AB edition interview
By Cole Parker
CALGARY — BRAIDS isn’t your typical Folk Fest act. Overpowering synths intermingled with tight rhythm rolls and twinkling piano melodies define their music, a sharp contrast to the tune and twang of the festival’s titular genre, but it’s not even the trio’s first Calgary Folk Fest. Their first appearance was in 2011 before the release of their debut album, Native Speaker. At the time, the band skewed more generically closer to the festival at large than now, with more focus on guitar and less on electronics.
“It’s kinda cool to be black sheep,” says Austin Tufts, the three-piece’s drummer. That said, there might be more similarities between the group’s brand of art-pop and folk than meets the ear, especially thematically. Tuft highlights, “The vulnerability of the lyrics and the fact that the song forms are rather like storytelling.”
That lyrical core comes from the band’s engaging frontwoman, Raphaelle Standell-Preston. “She has such a strong lyrical voice, she kind of has the subject of the band always,” Tufts attests. “The music is almost an extension of her thought process and her poetry and her feelings on things.”
The group’s songwriting process doesn’t begin and end with Standell-Preston. Each member of the band takes pride in equal partnership, with Tufts often filling an atypical for a drummer, queuing samples and modulating electronics, and multi-instrumentalist Taylor Smith having a hand in almost sonic intersection of the music. “It’s this very collaborative thing where we’re constantly changing what our role is depending on what the necessary context is.”
The title of their latest EP, Companion carries several meanings.
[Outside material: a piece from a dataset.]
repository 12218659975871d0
pub mod config;
pub mod error;
pub mod telemetry;
pub mod workflows;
The titular song grapples with Standell-Preston’s relationship with her estranged stepbrother after a traumatic time in her life. The EP also serves as a “companion” record to Deep in the Iris (2015), the group’s JUNO-award winning, most recent full-length. Companion is also a fitting description of intensely collaborative relationships within the band, who formed in 2006 at Calgary’s Western Canada High School. “I’m very glad the people I’ve decided to do this endeavor with are just the people I love the most in the world. It’s kept us going.”
BRAIDS performs Friday, July 22nd as part of the Digital Download workshop, Saturday July 23rd as part of the Ether Ore workshop and a full concert on the Twilight Stage (Stage 4).